Gérard Landrot a récidivé, mais un peu plus au nord cette fois. L'auteur épatant de «
Tout autour des halles quand finissait la nuit » nous convie dans ce second roman à respirer le Montmartre du tout début vingtième.
Pur régal littéraire. Argot retravaillé (certains y sont réfractaires, mais serait-il absent, le roman y perdrait tant !) fourmillement d'anecdotes et précisions… Tiens, saviez-vous qu'un « fabricant d'os de jambonneau » était un honorable gagne-pain qui consistait à consigner l'os dudit jambonneau et, lorsque le dîneur le rapportait, à le « recharger » avec une viande qui était rarement de porc ? Moi non, et vous non plus sans doute. Notez que je n'affirme rien, je ne vous insulte nullement, mais je suppose. Enfin, ça vous fait au moins une raison de dévorer ce bouquin, pas vrai ? Parce que des précisions de cet ordre, il y en a à la pelle, et qu'elles vous enrichiront l'intellect, voilà pourquoi !
On suit un nommé Eugène dans ce bouquin, Eugène le furet. Ah oui, un « furet » c'était (c'est sans doute encore) un type qui pilote des étrangers (riches, évidemment, à cette époque les étrangers) dans le Paris des cloaques. Quant on a presque tout vu, quoi de plus réjouissant, de plus instructif, de plus érotique que d'assister à la dissection d'une jeune suicidée ou d'un clochard, hein ? Canal Plus peut aller se rhabiller ! Eh bien c'est cela un « furet », celui qui va vous permettre d'assister à ce genre de spectacle. Cher et pas donné au premier venu. Patte blanche et max fafiots exigés.
« Furet », n'était pas la vocation vraie de vraie d'Eugène. Parce que du talent, il en a.

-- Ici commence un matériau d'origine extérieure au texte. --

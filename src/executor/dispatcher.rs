use std::sync::Arc;
use std::time::Duration;

use async_trait::async_trait;

use crate::agent_engine::state::Action;
use crate::config::InputConfig;
use crate::errors::{PilotError, PilotResult};
use crate::executor::safety;
use crate::executor::text_input::preview;
use crate::executor::traits::{ActionExecutor, ExecutionOutcome, InputBackend};
use crate::perception::types::ScreenSize;

/// Longest single `wait` the model may request.
pub const MAX_WAIT: Duration = Duration::from_secs(60);
/// Longest per-keystroke interval for `type`.
pub const MAX_TYPE_INTERVAL: Duration = Duration::from_secs(1);
/// Most clicks one `click` action may issue (a triple click).
pub const MAX_CLICKS: u32 = 3;

const TYPED_PREVIEW_CHARS: usize = 50;

/// Routes each validated action to the matching input primitive.
pub struct InputDispatcher<B: InputBackend> {
    backend: Arc<B>,
    pause: Duration,
    failsafe: bool,
}

impl<B: InputBackend> InputDispatcher<B> {
    pub fn new(backend: B, settings: &InputConfig) -> Self {
        Self {
            backend: Arc::new(backend),
            pause: secs_capped(settings.pause_secs, MAX_WAIT),
            failsafe: settings.failsafe,
        }
    }

    /// Run one blocking primitive off the runtime, then pause.
    async fn run_input<F>(&self, op: F) -> PilotResult<()>
    where
        F: FnOnce(&B) -> PilotResult<()> + Send + 'static,
    {
        let backend = Arc::clone(&self.backend);
        let failsafe = self.failsafe;
        tokio::task::spawn_blocking(move || {
            if failsafe {
                safety::check_failsafe(backend.as_ref())?;
            }
            op(backend.as_ref())
        })
        .await
        .map_err(|e| PilotError::Executor(format!("input task join: {e}")))??;

        if !self.pause.is_zero() {
            tokio::time::sleep(self.pause).await;
        }
        Ok(())
    }
}

/// Seconds → `Duration`, clamped to `[0, max]`. NaN becomes zero.
pub fn secs_capped(secs: f64, max: Duration) -> Duration {
    Duration::try_from_secs_f64(secs)
        .unwrap_or(Duration::ZERO)
        .min(max)
}

#[async_trait]
impl<B: InputBackend> ActionExecutor for InputDispatcher<B> {
    fn screen_size(&self) -> PilotResult<ScreenSize> {
        self.backend.screen_size()
    }

    async fn execute(&self, action: &Action) -> ExecutionOutcome {
        let kind = action.kind();
        let result: PilotResult<String> = match action {
            Action::Click(p) => {
                let (x, y, button) = (p.x, p.y, p.button);
                let clicks = p.clicks.clamp(1, MAX_CLICKS);
                self.run_input(move |b| b.click(x, y, button, clicks))
                    .await
                    .map(|_| format!("Clicked at ({x}, {y})"))
            }
            Action::Move(p) => {
                let (x, y) = (p.x, p.y);
                self.run_input(move |b| b.move_to(x, y))
                    .await
                    .map(|_| format!("Moved to ({x}, {y})"))
            }
            Action::Type(p) => {
                let text = p.text.clone();
                let interval = secs_capped(p.interval, MAX_TYPE_INTERVAL);
                let message = format!("Typed: {}", preview(&p.text, TYPED_PREVIEW_CHARS));
                self.run_input(move |b| b.type_text(&text, interval))
                    .await
                    .map(|_| message)
            }
            Action::Hotkey(p) if p.keys.is_empty() => {
                Err(PilotError::Executor("no keys given".into()))
            }
            Action::Hotkey(p) => {
                let keys = p.keys.clone();
                let message = format!("Pressed: {}", p.keys.join("+"));
                self.run_input(move |b| b.hotkey(&keys))
                    .await
                    .map(|_| message)
            }
            Action::Scroll(p) => {
                let amount = p.amount;
                let at = p.x.zip(p.y);
                self.run_input(move |b| b.scroll(amount, at))
                    .await
                    .map(|_| format!("Scrolled {amount}"))
            }
            Action::Wait(p) => {
                let wait = secs_capped(p.seconds, MAX_WAIT);
                tokio::time::sleep(wait).await;
                Ok(format!("Waited {}s", wait.as_secs_f64()))
            }
            // Every iteration captures a fresh screenshot anyway.
            Action::Screenshot(_) => Ok("Screenshot requested".to_string()),
            Action::Done(p) => Ok(p.message.clone()),
        };

        match result {
            Ok(message) => {
                tracing::info!(kind = %kind, msg = %message, "action executed");
                ExecutionOutcome::ok(message)
            }
            Err(e) => {
                tracing::warn!(kind = %kind, error = %e, "action failed");
                ExecutionOutcome::failed(format!("{kind} failed: {e}"))
            }
        }
    }
}

#[cfg(test)]
mod tests {
    use super::*;
    use crate::agent_engine::state::{
        ClickParams, HotkeyParams, MouseButton, MoveParams, ScreenshotParams, ScrollParams,
        TypeParams, WaitParams,
    };
    use std::sync::Mutex;

    #[derive(Default)]
    struct Recorder {
        calls: Mutex<Vec<String>>,
        cursor: Mutex<(i32, i32)>,
        fail_clicks: bool,
    }

    impl Recorder {
        fn at(cursor: (i32, i32)) -> Self {
            Self {
                cursor: Mutex::new(cursor),
                ..Self::default()
            }
        }

        fn log(&self, call: String) -> PilotResult<()> {
            self.calls.lock().unwrap().push(call);
            Ok(())
        }
    }

    impl InputBackend for Arc<Recorder> {
        fn screen_size(&self) -> PilotResult<ScreenSize> {
            Ok(ScreenSize::new(1920, 1080))
        }
        fn cursor_position(&self) -> PilotResult<(i32, i32)> {
            Ok(*self.cursor.lock().unwrap())
        }
        fn move_to(&self, x: i32, y: i32) -> PilotResult<()> {
            *self.cursor.lock().unwrap() = (x, y);
            self.log(format!("move {x} {y}"))
        }
        fn click(&self, x: i32, y: i32, button: MouseButton, clicks: u32) -> PilotResult<()> {
            if self.fail_clicks {
                return Err(PilotError::Executor("device busy".into()));
            }
            self.log(format!("click {x} {y} {button:?} {clicks}"))
        }
        fn type_text(&self, text: &str, interval: Duration) -> PilotResult<()> {
            self.log(format!("type {text} {}", interval.as_millis()))
        }
        fn hotkey(&self, keys: &[String]) -> PilotResult<()> {
            self.log(format!("hotkey {}", keys.join("+")))
        }
        fn scroll(&self, amount: i32, at: Option<(i32, i32)>) -> PilotResult<()> {
            self.log(format!("scroll {amount} {at:?}"))
        }
    }

    fn dispatcher(rec: &Arc<Recorder>) -> InputDispatcher<Arc<Recorder>> {
        InputDispatcher::new(
            Arc::clone(rec),
            &InputConfig {
                pause_secs: 0.0,
                failsafe: true,
            },
        )
    }

    #[tokio::test]
    async fn test_primitives_and_messages() {
        let rec = Arc::new(Recorder::at((500, 500)));
        let d = dispatcher(&rec);

        let out = d
            .execute(&Action::Click(ClickParams { x: 10, y: 20, button: MouseButton::Right, clicks: 2 }))
            .await;
        assert_eq!(out, ExecutionOutcome::ok("Clicked at (10, 20)"));

        let out = d.execute(&Action::Move(MoveParams { x: 30, y: 40 })).await;
        assert_eq!(out.message, "Moved to (30, 40)");

        let out = d
            .execute(&Action::Type(TypeParams { text: "notepad".into(), interval: 0.02 }))
            .await;
        assert_eq!(out.message, "Typed: notepad");

        let out = d
            .execute(&Action::Hotkey(HotkeyParams { keys: vec!["win".into(), "r".into()] }))
            .await;
        assert_eq!(out.message, "Pressed: win+r");

        let out = d
            .execute(&Action::Scroll(ScrollParams { amount: -3, x: Some(5), y: Some(6) }))
            .await;
        assert_eq!(out.message, "Scrolled -3");

        assert_eq!(
            *rec.calls.lock().unwrap(),
            vec![
                "click 10 20 Right 2".to_string(),
                "move 30 40".to_string(),
                "type notepad 20".to_string(),
                "hotkey win+r".to_string(),
                "scroll -3 Some((5, 6))".to_string(),
            ]
        );
    }

    #[tokio::test]
    async fn test_click_count_is_bounded() {
        let rec = Arc::new(Recorder::at((500, 500)));
        let d = dispatcher(&rec);
        let huge = Action::Click(ClickParams { x: 1, y: 1, button: MouseButton::Left, clicks: 4_000_000_000 });
        assert_eq!(d.execute(&huge).await, ExecutionOutcome::ok("Clicked at (1, 1)"));
        let none = Action::Click(ClickParams { x: 2, y: 2, button: MouseButton::Left, clicks: 0 });
        assert!(d.execute(&none).await.ok);
        assert_eq!(
            *rec.calls.lock().unwrap(),
            vec!["click 1 1 Left 3".to_string(), "click 2 2 Left 1".to_string()]
        );
    }

    #[tokio::test]
    async fn test_non_input_actions() {
        let rec = Arc::new(Recorder::at((500, 500)));
        let d = dispatcher(&rec);
        assert_eq!(
            d.execute(&Action::Screenshot(ScreenshotParams::default())).await,
            ExecutionOutcome::ok("Screenshot requested")
        );
        assert_eq!(d.execute(&Action::done("all good")).await, ExecutionOutcome::ok("all good"));
        assert_eq!(
            d.execute(&Action::Wait(WaitParams { seconds: -4.0 })).await,
            ExecutionOutcome::ok("Waited 0s")
        );
        assert!(rec.calls.lock().unwrap().is_empty());
    }

    #[tokio::test]
    async fn test_failures_are_values() {
        let rec = Arc::new(Recorder { fail_clicks: true, ..Recorder::at((500, 500)) });
        let d = dispatcher(&rec);
        let out = d
            .execute(&Action::Click(ClickParams { x: 1, y: 1, button: MouseButton::Left, clicks: 1 }))
            .await;
        assert!(!out.ok);
        assert_eq!(out.message, "click failed: Executor error: device busy");

        let out = d.execute(&Action::Hotkey(HotkeyParams { keys: vec![] })).await;
        assert!(!out.ok);
    }

    #[tokio::test]
    async fn test_failsafe_blocks_input() {
        let rec = Arc::new(Recorder::at((0, 0)));
        let d = dispatcher(&rec);
        let out = d.execute(&Action::Move(MoveParams { x: 100, y: 100 })).await;
        assert!(!out.ok);
        assert!(out.message.contains("Fail-safe"));
        assert!(rec.calls.lock().unwrap().is_empty());
    }

    #[test]
    fn test_secs_capped() {
        assert_eq!(secs_capped(0.5, MAX_WAIT), Duration::from_millis(500));
        assert_eq!(secs_capped(1e9, MAX_WAIT), MAX_WAIT);
        assert_eq!(secs_capped(f64::NAN, MAX_WAIT), Duration::ZERO);
        assert_eq!(secs_capped(-1.0, MAX_WAIT), Duration::ZERO);
    }
}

Qui qu'a refait à l'identique la baignoire de cuivre commandée en son temps par le Prince de Galles, désormais Roi d'Angleterre, baignoire qu'est l'orgueil du « Chabanais », récipient délicieux traditionnellement rempli au Champagne et surtout pas à l'eau ? Eugène, pardi ! Allez donc les frapper, vous, les 600.000 coups de marteau nécessaires !
Ici, parenthèse. Si le « Chabanais » n'évoque rien pour vous, passez votre chemin, ouste !, vous n'êtes pas digne de continuer.

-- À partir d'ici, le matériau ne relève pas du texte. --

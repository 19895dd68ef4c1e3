use serde::{Deserialize, Serialize};

/// Width × height in pixels.
#[derive(Debug, Clone, Copy, PartialEq, Eq, Serialize, Deserialize)]
pub struct ScreenSize {
    pub width: u32,
    pub height: u32,
}

impl ScreenSize {
    pub const fn new(width: u32, height: u32) -> Self {
        Self { width, height }
    }
}

/// Rectangle in physical capture pixels: origin plus extent.
#[derive(Debug, Clone, Copy, PartialEq, Eq, Serialize, Deserialize)]
pub struct Region {
    pub x: u32,
    pub y: u32,
    pub width: u32,
    pub height: u32,
}

/// What the capture collaborator is asked for.
#[derive(Debug, Clone, Copy, PartialEq, Eq, Default)]
pub struct CaptureRequest {
    pub region: Option<Region>,
    /// Downscale so the image fits inside this box, preserving aspect ratio.
    pub max_size: Option<ScreenSize>,
}

/// One encoded still image as it was handed to the model.
#[derive(Debug, Clone, Serialize, Deserialize)]
pub struct Observation {
    /// Base64 JPEG, no data-URI prefix.
    pub image_base64: String,
    /// Pixel size of the encoded image (after any downscale).
    pub width: u32,
    pub height: u32,
    /// Pixel size of the raw capture before downscaling.
    pub source_width: u32,
    pub source_height: u32,
    pub captured_at: chrono::DateTime<chrono::Utc>,
}

impl Observation {
    pub fn image_size(&self) -> Option<ScreenSize> {
        if self.width == 0 || self.height == 0 {
            None
        } else {
            Some(ScreenSize::new(self.width, self.height))
        }
    }
}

Puisque vous me suivez toujours et que n'ignorez donc point que notre « Chabanais » national était au bordel ce que Rolls Royce est toujours à la bagnole, sachez donc qu'Eugène se verra découvrir par un galeriste astucieux et flairard un autre talent : il peint, et bien. A la fin, couvert d'honneurs et à l'aise, il perd cette petite flamme qui le rendait attachant.
Bon, je ne vous ai entretenu que d'Eugène, mais ce n'est pas le personnage que je préfère. Vieux gars, Fifine, et Confetti ont mes préférences. Plus bruts, plus sympathiques que cet Eugène qui a infiniment de chance d'avoir de la chance.
Je soupçonne toujours
Gérard Landrot d'avoir romancé une histoire vraie. C'était pour moi évident dans «
Tout autour des Halles quand finissait la nuit », et ce ressenti demeure. Mais il ne faut jurer de rien… Mystère, mystère.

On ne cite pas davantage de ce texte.